DIRECTIONS ▸ Say how many lines in this listing include the word "snapshot", with no other words in the reply.

==== MATERIAL PROVIDED ====

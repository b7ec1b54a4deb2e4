use std::collections::HashMap;
use std::fs::{self, File};
use std::io::Write;
use std::path::{Path, PathBuf};

use chrono::Utc;
use parking_lot::Mutex;
use serde::{Deserialize, Serialize};

use crate::error::{IoResultExt, Result};
use crate::hash::sha256_hex;

/// content entries expire after 3 days
pub const MAX_AGE_CONTENT_SECS: i64 = 3 * 24 * 3600;
/// metadata entries expire after 7 days
pub const MAX_AGE_METADATA_SECS: i64 = 7 * 24 * 3600;

/// what an entry holds, which decides its maximum age
#[derive(Clone, Copy, Debug, PartialEq, Eq, Serialize, Deserialize)]
#[serde(rename_all = "lowercase")]
pub enum EntryKind {
    Content,
    Metadata,
}

impl EntryKind {
    fn max_age_secs(&self) -> i64 {
        match self {
            EntryKind::Content => MAX_AGE_CONTENT_SECS,
            EntryKind::Metadata => MAX_AGE_METADATA_SECS,
        }
    }
}

#[derive(Clone, Serialize, Deserialize)]
struct IndexEntry {
    size: u64,
    stored_at: i64,
    last_access: i64,
    kind: EntryKind,
}

/// persistent key-value cache tier surviving process restarts
///
/// data files live under a fanout layout; a json index carries sizes,
/// timestamps and kinds for ttl and lru decisions.
pub struct PersistentCache {
    root: PathBuf,
    capacity_bytes: u64,
    index: Mutex<HashMap<String, IndexEntry>>,
}

impl PersistentCache {
    pub fn open(root: &Path, capacity_bytes: u64) -> Result<Self> {
        fs::create_dir_all(root).with_path(root)?;

        let index_path = root.join("index.json");
        let index = if index_path.exists() {
            let content = fs::read_to_string(&index_path).with_path(&index_path)?;
            serde_json::from_str(&content).unwrap_or_default()
        } else {
            HashMap::new()
        };

        Ok(Self {
            root: root.to_path_buf(),
            capacity_bytes,
            index: Mutex::new(index),
        })
    }

    pub fn get(&self, key: &str) -> Result<Option<Vec<u8>>> {
        let name = sha256_hex(key.as_bytes());
        let now = Utc::now().timestamp();

        {
            let mut index = self.index.lock();
            match index.get_mut(&name) {
                None => return Ok(None),
                Some(entry) if now - entry.stored_at > entry.kind.max_age_secs() => {
                    index.remove(&name);
                    drop(index);
                    let _ = fs::remove_file(self.entry_path(&name));
                    self.save_index()?;
                    return Ok(None);
                }
                Some(entry) => {
                    entry.last_access = now;
                }
            }
        }

        let path = self.entry_path(&name);
        match fs::read(&path) {
            Ok(bytes) => {
                self.save_index()?;
                Ok(Some(bytes))
            }
            Err(e) if e.kind() == std::io::ErrorKind::NotFound => {
                // index said yes but the file is gone; heal the index
                self.index.lock().remove(&name);
                self.save_index()?;
                Ok(None)
            }
            Err(e) => Err(crate::Error::Io { path, source: e }),
        }
    }

    pub fn set(&self, key: &str, bytes: &[u8], kind: EntryKind) -> Result<()> {
        let size = bytes.len() as u64;
        if size > self.capacity_bytes {
            return Ok(());
        }

        let name = sha256_hex(key.as_bytes());
        let path = self.entry_path(&name);
        if let Some(parent) = path.parent() {
            fs::create_dir_all(parent).with_path(parent)?;
        }

        let tmp = self.root.join(format!(".tmp-{}", uuid::Uuid::new_v4()));
        {
            let mut f = File::create(&tmp).with_path(&tmp)?;
            f.write_all(bytes).with_path(&tmp)?;
            f.sync_all().with_path(&tmp)?;
        }
        fs::rename(&tmp, &path).with_path(&path)?;

        let now = Utc::now().timestamp();
        {
            let mut index = self.index.lock();
            index.insert(
                name,
                IndexEntry {
                    size,
                    stored_at: now,
                    last_access: now,
                    kind,
                },
            );
            self.evict_locked(&mut index);
        }
        self.save_index()
    }

    pub fn has(&self, key: &str) -> bool {
        let name = sha256_hex(key.as_bytes());
        let now = Utc::now().timestamp();
        self.index
            .lock()
            .get(&name)
            .map(|e| now - e.stored_at <= e.kind.max_age_secs())
            .unwrap_or(false)
    }

    pub fn used_bytes(&self) -> u64 {
        self.index.lock().values().map(|e| e.size).sum()
    }

    /// drop expired entries and shrink to 80% utilization
    pub fn prune(&self) -> Result<u64> {
        let now = Utc::now().timestamp();
        let mut removed = 0u64;

        {
            let mut index = self.index.lock();
            let expired: Vec<String> = index
                .iter()
                .filter(|(_, e)| now - e.stored_at > e.kind.max_age_secs())
                .map(|(name, _)| name.clone())
                .collect();
            for name in expired {
                index.remove(&name);
                let _ = fs::remove_file(self.entry_path(&name));
                removed += 1;
            }
            removed += self.evict_to_locked(&mut index, self.capacity_bytes * 8 / 10);
        }

        self.save_index()?;
        Ok(removed)
    }

    pub fn clear(&self) -> Result<()> {
        self.index.lock().clear();
        if self.root.exists() {
            fs::remove_dir_all(&self.root).with_path(&self.root)?;
            fs::create_dir_all(&self.root).with_path(&self.root)?;
        }
        self.save_index()
    }

    fn entry_path(&self, name: &str) -> PathBuf {
        self.root.join(&name[..2]).join(&name[2..])
    }

    fn evict_locked(&self, index: &mut HashMap<String, IndexEntry>) {
        self.evict_to_locked(index, self.capacity_bytes);
    }

    fn evict_to_locked(&self, index: &mut HashMap<String, IndexEntry>, budget: u64) -> u64 {
        let mut evicted = 0u64;
        loop {
            let used: u64 = index.values().map(|e| e.size).sum();
            if used <= budget {
                break;
            }
            let victim = index
                .iter()
                .min_by_key(|(_, e)| e.last_access)
                .map(|(name, _)| name.clone());
            match victim {
                Some(name) => {
                    index.remove(&name);
                    let _ = fs::remove_file(self.entry_path(&name));
                    evicted += 1;
                }
                None => break,
            }
        }
        evicted
    }

    fn save_index(&self) -> Result<()> {
        let snapshot = self.index.lock().clone();
        let json = serde_json::to_string(&snapshot)?;
        let index_path = self.root.join("index.json");
        let tmp = self.root.join(format!(".index-{}", uuid::Uuid::new_v4()));
        {
            let mut f = File::create(&tmp).with_path(&tmp)?;
            f.write_all(json.as_bytes()).with_path(&tmp)?;
            f.sync_all().with_path(&tmp)?;
        }
        fs::rename(&tmp, &index_path).with_path(&index_path)?;
        Ok(())
    }
}

#[cfg(test)]
mod tests {
    use super::*;
    use tempfile::tempdir;

    #[test]
    fn test_set_get_roundtrip() {
        let dir = tempdir().unwrap();
        let cache = PersistentCache::open(dir.path(), 1024).unwrap();

        cache.set("key", b"value", EntryKind::Content).unwrap();
        assert!(cache.has("key"));
        assert_eq!(cache.get("key").unwrap().unwrap(), b"value");
        assert_eq!(cache.get("missing").unwrap(), None);
    }

    #[test]
    fn test_survives_reopen() {
        let dir = tempdir().unwrap();
        {
            let cache = PersistentCache::open(dir.path(), 1024).unwrap();
            cache.set("key", b"durable", EntryKind::Metadata).unwrap();
        }

        let cache = PersistentCache::open(dir.path(), 1024).unwrap();
        assert_eq!(cache.get("key").unwrap().unwrap(), b"durable");
    }

    #[test]
    fn test_eviction_over_budget() {
        let dir = tempdir().unwrap();
        let cache = PersistentCache::open(dir.path(), 100).unwrap();

        cache.set("a", &[0; 60], EntryKind::Content).unwrap();
        cache.set("b", &[0; 60], EntryKind::Content).unwrap();

        assert!(cache.used_bytes() <= 100);
    }

    #[test]
    fn test_prune_and_clear() {
        let dir = tempdir().unwrap();
        let cache = PersistentCache::open(dir.path(), 100).unwrap();

        for i in 0..10 {
            cache
                .set(&format!("k{}", i), &[0; 10], EntryKind::Content)
                .unwrap();
        }
        let removed = cache.prune().unwrap();
        assert!(removed > 0);
        assert!(cache.used_bytes() <= 80);

        cache.clear().unwrap();
        assert_eq!(cache.used_bytes(), 0);
        assert_eq!(cache.get("k9").unwrap(), None);
    }
}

====

SOLUTION TO THIS PROBLEM ▸ 2